Gómez Bur came from a theatrical family and became interested in acting at an early age. His father, Vicente Gómez Bur, was a well-known comic tenor, while his maternal grandfather was associated with the Teatro Coliseo de Lavapiés in Madrid. Gómez Bur made an early appearance on stage as a child in the zarzuela La Bejarana at the Teatro Novedades. In 1934, at the age of 17, he appeared with an amateur theatrical company at the Teatro María Guerrero in Madrid in Los hijos de la noche. He initially undertook dramatic roles, but his comic performances proved particularly successful with audiences, leading him to concentrate increasingly on comedy and musical theatre.

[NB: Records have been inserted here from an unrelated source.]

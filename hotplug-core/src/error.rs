//! Error types for hotplug-core.

use std::path::PathBuf;

use thiserror::Error;

/// Errors raised while loading or validating the daemon configuration.
#[derive(Debug, Error)]
pub enum ConfigError {
    /// Underlying I/O failure reading the config file.
    #[error("I/O error at {path}: {source}")]
    Io {
        path: PathBuf,
        #[source]
        source: std::io::Error,
    },

    /// YAML parse error, with the offending file.
    #[error("failed to parse config at {path}: {source}")]
    Parse {
        path: PathBuf,
        #[source]
        source: serde_yaml::Error,
    },

    /// A value that parses but cannot be used.
    #[error("invalid config: {0}")]
    Invalid(String),

    /// `dirs::home_dir()` returned `None`.
    #[error("cannot determine home directory; set $HOME or equivalent")]
    HomeNotFound,
}

/// Errors from the device database.
#[derive(Debug, Error)]
pub enum DbError {
    #[error("I/O error at {path}: {source}")]
    Io {
        path: PathBuf,
        #[source]
        source: std::io::Error,
    },

    /// JSON serialization of a device record.
    #[error("device record JSON error: {0}")]
    Json(#[from] serde_json::Error),

    /// The database cannot be reached right now.
    #[error("device database unavailable: {0}")]
    Unavailable(String),

    /// A tag that cannot name a directory under `tags/`.
    #[error("invalid tag {0:?}: tags must be a single non-empty path component")]
    InvalidTag(String),
}

/// Convenience constructor for [`DbError::Io`].
pub(crate) fn db_io_err(path: impl Into<PathBuf>, source: std::io::Error) -> DbError {
    DbError::Io {
        path: path.into(),
        source,
    }
}
use std::time::Duration;

use anyhow::{Context, Result};
use clap::Args;

use hotplug_daemon::request_settle;

pub const DEFAULT_TIMEOUT_SECS: u64 = 120;

#[derive(Args, Debug)]
pub struct SettleArgs {
    /// Seconds to wait before giving up (0 waits forever).
    #[arg(long, default_value_t = DEFAULT_TIMEOUT_SECS)]
    pub timeout: u64,
}

impl SettleArgs {
    pub fn run(self) -> Result<()> {
        let home = hotplug_core::home_dir()?;
        let timeout = (self.timeout > 0).then(|| Duration::from_secs(self.timeout));
        request_settle(&home, timeout).context("event queue did not settle")?;
        Ok(())
    }
}
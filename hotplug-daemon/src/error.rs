use std::path::PathBuf;

use thiserror::Error;

/// Error surface for the daemon runtime and control protocol.
#[derive(Debug, Error)]
pub enum DaemonError {
    #[error("I/O error at {path}: {source}")]
    Io {
        path: PathBuf,
        #[source]
        source: std::io::Error,
    },

    #[error("config error: {0}")]
    Config(#[from] hotplug_core::ConfigError),

    #[error("JSON error: {0}")]
    Json(#[from] serde_json::Error),

    #[error("channel closed: {0}")]
    ChannelClosed(&'static str),

    #[error("daemon protocol error: {0}")]
    Protocol(String),

    #[error("daemon is not running (socket missing: {socket})")]
    DaemonNotRunning { socket: PathBuf },
}

/// The dependency check between two events could not be completed.
#[derive(Debug, Error, Clone, PartialEq, Eq)]
pub enum DependencyError {
    #[error("malformed devpath '{0}'")]
    MalformedDevpath(String),

    #[error("device lookup failed: {0}")]
    Lookup(String),
}

/// A listener transport refused a device.
#[derive(Debug, Error)]
pub enum TransportError {
    #[error("listener transport unavailable: {0}")]
    Unavailable(String),

    #[error("JSON error: {0}")]
    Json(#[from] serde_json::Error),
}

pub(crate) fn io_err(path: impl Into<PathBuf>, source: std::io::Error) -> DaemonError {
    DaemonError::Io {
        path: path.into(),
        source,
    }
}
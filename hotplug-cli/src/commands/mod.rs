pub mod control;
pub mod daemon;
pub mod monitor;
pub mod settle;
pub mod status;
pub mod trigger;
//! `hotplug trigger` — inject a synthetic device change.

use std::time::Duration;

use anyhow::{Context, Result};
use clap::Args;
use colored::Colorize;

use hotplug_core::{Action, Device};
use hotplug_daemon::{request_settle, request_trigger};

use crate::PropertyArg;

#[derive(Args, Debug)]
pub struct TriggerArgs {
    /// Kernel-style device path, e.g. /devices/virtual/block/loop0
    pub devpath: String,

    /// add, remove, change, move, online, offline, bind or unbind
    #[arg(long, default_value = "change")]
    pub action: Action,

    #[arg(long, default_value = "")]
    pub subsystem: String,

    #[arg(long)]
    pub devtype: Option<String>,

    /// Causal parent devpath.
    #[arg(long)]
    pub parent: Option<String>,

    /// Previous devpath, for `move` events.
    #[arg(long)]
    pub devpath_old: Option<String>,

    /// Device property, repeatable.
    #[arg(long = "property", value_name = "KEY=VALUE")]
    pub properties: Vec<PropertyArg>,

    /// Device tag, repeatable.
    #[arg(long = "tag")]
    pub tags: Vec<String>,

    /// Wait for the queue to empty before returning.
    #[arg(long)]
    pub settle: bool,
}

impl TriggerArgs {
    pub fn run(self) -> Result<()> {
        let home = hotplug_core::home_dir()?;
        let settle = self.settle;
        let device = self.into_device();
        let label = format!("{} {}", device.action, device.devpath);

        request_trigger(&home, device).context("failed to queue device event")?;
        println!("{} {}", "queued".green().bold(), label);

        if settle {
            request_settle(&home, Some(Duration::from_secs(super::settle::DEFAULT_TIMEOUT_SECS)))
                .context("failed to settle after trigger")?;
            println!("{}", "settled".green());
        }
        Ok(())
    }

    fn into_device(self) -> Device {
        let mut device = Device::new(self.devpath, self.action, self.subsystem);
        device.devtype = self.devtype;
        if let Some(parent) = self.parent {
            device = device.with_parent(parent);
        }
        if let Some(old) = self.devpath_old {
            device = device.with_devpath_old(old);
        }
        for tag in self.tags {
            device = device.with_tag(tag);
        }
        for PropertyArg { key, value } in self.properties {
            device = device.with_property(key, value);
        }
        device
    }
}
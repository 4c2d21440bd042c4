use crate::error::Result;
use std::env;

#[derive(Debug, Clone)]
pub struct Config {
    pub host: String,
    pub port: u16,
    /// Path to the movie catalog CSV file.
    pub catalog_path: String,
    /// Optional path to a pre-fitted TF-IDF vectorizer (JSON). When set, the
    /// vectorizer is loaded instead of fitted from the catalog at startup.
    pub vectorizer_path: Option<String>,
    /// Number of recommendations returned when a request omits `top_k`.
    pub default_top_k: usize,
}

impl Config {
    pub fn load() -> Result<Self> {
        Ok(Config {
            host: env::var("HOST").unwrap_or_else(|_| "127.0.0.1".to_string()),
            port: env::var("PORT")
                .unwrap_or_else(|_| "3000".to_string())
                .parse()
                .unwrap_or(3000),
            catalog_path: env::var("CATALOG_PATH")
                .unwrap_or_else(|_| "data/movies.csv".to_string()),
            vectorizer_path: env::var("VECTORIZER_PATH").ok().filter(|p| !p.is_empty()),
            default_top_k: env::var("DEFAULT_TOP_K")
                .ok()
                .and_then(|v| v.parse().ok())
                .unwrap_or(5),
        })
    }
}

After the Spanish Civil War, Gómez Bur began his professional acting career. He worked in musical revue and comedy and subsequently performed with several theatre companies. His stage career included productions such as La sopera, La venganza de Don Mendo and Las que tienen que servir, through which he established himself as a leading comic actor. His performances were characterized by a deliberately understated comic manner and by characters portrayed as innocent, timid or unlucky, qualities that became closely associated with his public persona.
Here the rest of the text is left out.